===== Data listing =====

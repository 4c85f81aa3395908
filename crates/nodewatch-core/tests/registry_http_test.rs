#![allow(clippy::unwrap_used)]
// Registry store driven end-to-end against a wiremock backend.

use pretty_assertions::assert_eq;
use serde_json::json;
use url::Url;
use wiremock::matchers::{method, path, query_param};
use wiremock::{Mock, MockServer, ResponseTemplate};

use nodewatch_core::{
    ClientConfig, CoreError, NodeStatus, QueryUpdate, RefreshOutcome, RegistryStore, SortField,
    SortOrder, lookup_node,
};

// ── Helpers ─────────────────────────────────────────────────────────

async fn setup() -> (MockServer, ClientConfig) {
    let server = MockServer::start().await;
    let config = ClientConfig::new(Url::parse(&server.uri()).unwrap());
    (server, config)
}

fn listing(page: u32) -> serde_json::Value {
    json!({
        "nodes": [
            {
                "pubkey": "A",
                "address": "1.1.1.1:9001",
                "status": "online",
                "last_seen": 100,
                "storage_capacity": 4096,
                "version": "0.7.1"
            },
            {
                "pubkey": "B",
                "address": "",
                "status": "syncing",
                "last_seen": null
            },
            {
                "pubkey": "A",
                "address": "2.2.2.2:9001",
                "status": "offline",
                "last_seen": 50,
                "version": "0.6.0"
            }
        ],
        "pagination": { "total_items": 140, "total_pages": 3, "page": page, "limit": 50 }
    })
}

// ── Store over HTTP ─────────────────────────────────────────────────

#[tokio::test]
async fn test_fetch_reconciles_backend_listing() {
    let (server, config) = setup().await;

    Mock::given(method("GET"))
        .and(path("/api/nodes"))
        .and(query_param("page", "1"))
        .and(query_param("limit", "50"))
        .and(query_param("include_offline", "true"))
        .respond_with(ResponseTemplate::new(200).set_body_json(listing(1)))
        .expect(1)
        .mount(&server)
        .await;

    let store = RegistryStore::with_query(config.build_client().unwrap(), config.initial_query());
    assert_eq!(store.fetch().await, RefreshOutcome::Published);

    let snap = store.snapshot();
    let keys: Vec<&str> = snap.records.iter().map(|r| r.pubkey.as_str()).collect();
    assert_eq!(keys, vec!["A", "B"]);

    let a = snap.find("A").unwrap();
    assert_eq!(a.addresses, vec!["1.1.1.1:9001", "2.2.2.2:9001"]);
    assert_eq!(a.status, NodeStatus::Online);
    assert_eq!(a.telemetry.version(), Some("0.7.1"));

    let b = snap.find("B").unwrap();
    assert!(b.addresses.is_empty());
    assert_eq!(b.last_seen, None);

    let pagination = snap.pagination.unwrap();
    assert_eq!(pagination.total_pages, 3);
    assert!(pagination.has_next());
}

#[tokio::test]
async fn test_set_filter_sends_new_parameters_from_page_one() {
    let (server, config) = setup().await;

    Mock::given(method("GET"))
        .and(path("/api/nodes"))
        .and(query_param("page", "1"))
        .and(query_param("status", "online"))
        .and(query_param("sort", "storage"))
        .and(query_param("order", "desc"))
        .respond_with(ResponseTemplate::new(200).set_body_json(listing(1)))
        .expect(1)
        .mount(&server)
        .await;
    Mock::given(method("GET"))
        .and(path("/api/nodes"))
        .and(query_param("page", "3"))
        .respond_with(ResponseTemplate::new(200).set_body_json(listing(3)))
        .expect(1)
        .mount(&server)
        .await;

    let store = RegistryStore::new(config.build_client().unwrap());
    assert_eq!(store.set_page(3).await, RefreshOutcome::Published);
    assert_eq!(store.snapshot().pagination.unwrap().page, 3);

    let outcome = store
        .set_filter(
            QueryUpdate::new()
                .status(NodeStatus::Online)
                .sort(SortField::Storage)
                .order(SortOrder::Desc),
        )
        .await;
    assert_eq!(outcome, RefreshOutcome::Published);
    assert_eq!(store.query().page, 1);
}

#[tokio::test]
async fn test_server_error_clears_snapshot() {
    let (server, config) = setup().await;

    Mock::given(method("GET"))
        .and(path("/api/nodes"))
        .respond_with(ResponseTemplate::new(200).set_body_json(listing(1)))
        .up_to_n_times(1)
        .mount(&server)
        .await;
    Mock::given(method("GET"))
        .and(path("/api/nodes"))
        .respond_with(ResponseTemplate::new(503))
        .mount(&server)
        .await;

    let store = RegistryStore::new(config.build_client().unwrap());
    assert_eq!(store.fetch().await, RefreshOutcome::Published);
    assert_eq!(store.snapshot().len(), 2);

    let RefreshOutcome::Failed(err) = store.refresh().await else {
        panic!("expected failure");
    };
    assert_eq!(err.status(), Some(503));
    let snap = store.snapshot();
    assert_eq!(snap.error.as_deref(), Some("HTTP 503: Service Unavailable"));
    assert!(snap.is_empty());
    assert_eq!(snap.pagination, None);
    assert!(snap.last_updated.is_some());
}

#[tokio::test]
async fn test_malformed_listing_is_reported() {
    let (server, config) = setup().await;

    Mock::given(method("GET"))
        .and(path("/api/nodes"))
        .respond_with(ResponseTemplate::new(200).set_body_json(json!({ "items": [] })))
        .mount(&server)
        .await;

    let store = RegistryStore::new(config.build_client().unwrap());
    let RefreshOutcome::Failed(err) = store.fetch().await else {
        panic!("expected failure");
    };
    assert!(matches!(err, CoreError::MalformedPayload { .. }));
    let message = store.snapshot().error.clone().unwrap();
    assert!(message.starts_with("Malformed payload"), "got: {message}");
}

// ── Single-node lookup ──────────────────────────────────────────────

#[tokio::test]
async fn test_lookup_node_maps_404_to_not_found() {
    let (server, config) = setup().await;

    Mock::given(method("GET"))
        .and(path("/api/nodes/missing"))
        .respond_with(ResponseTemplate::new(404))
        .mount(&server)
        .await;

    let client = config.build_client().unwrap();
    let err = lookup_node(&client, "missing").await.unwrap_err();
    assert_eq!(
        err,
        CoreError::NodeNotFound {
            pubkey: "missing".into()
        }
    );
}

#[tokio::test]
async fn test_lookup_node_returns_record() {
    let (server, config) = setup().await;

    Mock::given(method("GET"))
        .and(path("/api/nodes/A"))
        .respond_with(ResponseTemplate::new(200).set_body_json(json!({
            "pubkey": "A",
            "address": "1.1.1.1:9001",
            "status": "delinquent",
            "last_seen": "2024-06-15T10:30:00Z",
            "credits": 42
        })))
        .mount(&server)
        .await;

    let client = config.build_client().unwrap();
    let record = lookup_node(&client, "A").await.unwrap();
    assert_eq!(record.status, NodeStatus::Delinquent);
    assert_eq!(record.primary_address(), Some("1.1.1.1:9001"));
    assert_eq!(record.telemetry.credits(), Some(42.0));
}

=====

Task details
Repeat the material above precisely.

Written response
repository 4c85f81aa3395908
filename crates/nodewatch-core/tests/registry_http_test.rs
#![allow(clippy::unwrap_used)]
// Registry store driven end-to-end against a wiremock backend.

use pretty_assertions::assert_eq;
use serde_json::json;
use url::Url;
use wiremock::matchers::{method, path, query_param};
use wiremock::{Mock, MockServer, ResponseTemplate};

use nodewatch_core::{
    ClientConfig, CoreError, NodeStatus, QueryUpdate, RefreshOutcome, RegistryStore, SortField,
    SortOrder, lookup_node,
};

// ── Helpers ─────────────────────────────────────────────────────────

async fn setup() -> (MockServer, ClientConfig) {
    let server = MockServer::start().await;
    let config = ClientConfig::new(Url::parse(&server.uri()).unwrap());
    (server, config)
}

fn listing(page: u32) -> serde_json::Value {
    json!({
        "nodes": [
            {
                "pubkey": "A",
                "address": "1.1.1.1:9001",
                "status": "online",
                "last_seen": 100,
                "storage_capacity": 4096,
                "version": "0.7.1"
            },
            {
                "pubkey": "B",
                "address": "",
                "status": "syncing",
                "last_seen": null
            },
            {
                "pubkey": "A",
                "address": "2.2.2.2:9001",
                "status": "offline",
                "last_seen": 50,
                "version": "0.6.0"
            }
        ],
        "pagination": { "total_items": 140, "total_pages": 3, "page": page, "limit": 50 }
    })
}

// ── Store over HTTP ─────────────────────────────────────────────────

#[tokio::test]
async fn test_fetch_reconciles_backend_listing() {
    let (server, config) = setup().await;

    Mock::given(method("GET"))
        .and(path("/api/nodes"))
        .and(query_param("page", "1"))
        .and(query_param("limit", "50"))
        .and(query_param("include_offline", "true"))
        .respond_with(ResponseTemplate::new(200).set_body_json(listing(1)))
        .expect(1)
        .mount(&server)
        .await;

    let store = RegistryStore::with_query(config.build_client().unwrap(), config.initial_query());
    assert_eq!(store.fetch().await, RefreshOutcome::Published);

    let snap = store.snapshot();
    let keys: Vec<&str> = snap.records.iter().map(|r| r.pubkey.as_str()).collect();
    assert_eq!(keys, vec!["A", "B"]);

    let a = snap.find("A").unwrap();
    assert_eq!(a.addresses, vec!["1.1.1.1:9001", "2.2.2.2:9001"]);
    assert_eq!(a.status, NodeStatus::Online);
    assert_eq!(a.telemetry.version(), Some("0.7.1"));

    let b = snap.find("B").unwrap();
    assert!(b.addresses.is_empty());
    assert_eq!(b.last_seen, None);

    let pagination = snap.pagination.unwrap();
    assert_eq!(pagination.total_pages, 3);
    assert!(pagination.has_next());
}

#[tokio::test]
async fn test_set_filter_sends_new_parameters_from_page_one() {
    let (server, config) = setup().await;

    Mock::given(method("GET"))
        .and(path("/api/nodes"))
        .and(query_param("page", "1"))
        .and(query_param("status", "online"))
        .and(query_param("sort", "storage"))
        .and(query_param("order", "desc"))
        .respond_with(ResponseTemplate::new(200).set_body_json(listing(1)))
        .expect(1)
        .mount(&server)
        .await;
    Mock::given(method("GET"))
        .and(path("/api/nodes"))
        .and(query_param("page", "3"))
        .respond_with(ResponseTemplate::new(200).set_body_json(listing(3)))
        .expect(1)
        .mount(&server)
        .await;

    let store = RegistryStore::new(config.build_client().unwrap());
    assert_eq!(store.set_page(3).await, RefreshOutcome::Published);
    assert_eq!(store.snapshot().pagination.unwrap().page, 3);

    let outcome = store
        .set_filter(
            QueryUpdate::new()
                .status(NodeStatus::Online)
                .sort(SortField::Storage)
                .order(SortOrder::Desc),
        )
        .await;
    assert_eq!(outcome, RefreshOutcome::Published);
    assert_eq!(store.query().page, 1);
}

#[tokio::test]
async fn test_server_error_clears_snapshot() {
    let (server, config) = setup().await;

    Mock::given(method("GET"))
        .and(path("/api/nodes"))
        .respond_with(ResponseTemplate::new(200).set_body_json(listing(1)))
        .up_to_n_times(1)
        .mount(&server)
        .await;
    Mock::given(method("GET"))
        .and(path("/api/nodes"))
        .respond_with(ResponseTemplate::new(503))
        .mount(&server)
        .await;

    let store = RegistryStore::new(config.build_client().unwrap());
    assert_eq!(store.fetch().await, RefreshOutcome::Published);
    assert_eq!(store.snapshot().len(), 2);

    let RefreshOutcome::Failed(err) = store.refresh().await else {
        panic!("expected failure");
    };
    assert_eq!(err.status(), Some(503));
    let snap = store.snapshot();
    assert_eq!(snap.error.as_deref(), Some("HTTP 503: Service Unavailable"));
    assert!(snap.is_empty());
    assert_eq!(snap.pagination, None);
    assert!(snap.last_updated.is_some());
}

#[tokio::test]
async fn test_malformed_listing_is_reported() {
    let (server, config) = setup().await;

    Mock::given(method("GET"))
        .and(path("/api/nodes"))
        .respond_with(ResponseTemplate::new(200).set_body_json(json!({ "items": [] })))
        .mount(&server)
        .await;

    let store = RegistryStore::new(config.build_client().unwrap());
    let RefreshOutcome::Failed(err) = store.fetch().await else {
        panic!("expected failure");
    };
    assert!(matches!(err, CoreError::MalformedPayload { .. }));
    let message = store.snapshot().error.clone().unwrap();
    assert!(message.starts_with("Malformed payload"), "got: {message}");
}

// ── Single-node lookup ──────────────────────────────────────────────

#[tokio::test]
async fn test_lookup_node_maps_404_to_not_found() {
    let (server, config) = setup().await;

    Mock::given(method("GET"))
        .and(path("/api/nodes/missing"))
        .respond_with(ResponseTemplate::new(404))
        .mount(&server)
        .await;

    let client = config.build_client().unwrap();
    let err = lookup_node(&client, "missing").await.unwrap_err();
    assert_eq!(
        err,
        CoreError::NodeNotFound {
            pubkey: "missing".into()
        }
    );
}

#[tokio::test]
async fn test_lookup_node_returns_record() {
    let (server, config) = setup().await;

    Mock::given(method("GET"))
        .and(path("/api/nodes/A"))
        .respond_with(ResponseTemplate::new(200).set_body_json(json!({
            "pubkey": "A",
            "address": "1.1.1.1:9001",
            "status": "delinquent",
            "last_seen": "2024-06-15T10:30:00Z",
            "credits": 42
        })))
        .mount(&server)
        .await;

    let client = config.build_client().unwrap();
    let record = lookup_node(&client, "A").await.unwrap();
    assert_eq!(record.status, NodeStatus::Delinquent);
    assert_eq!(record.primary_address(), Some("1.1.1.1:9001"));
    assert_eq!(record.telemetry.credits(), Some(42.0));
}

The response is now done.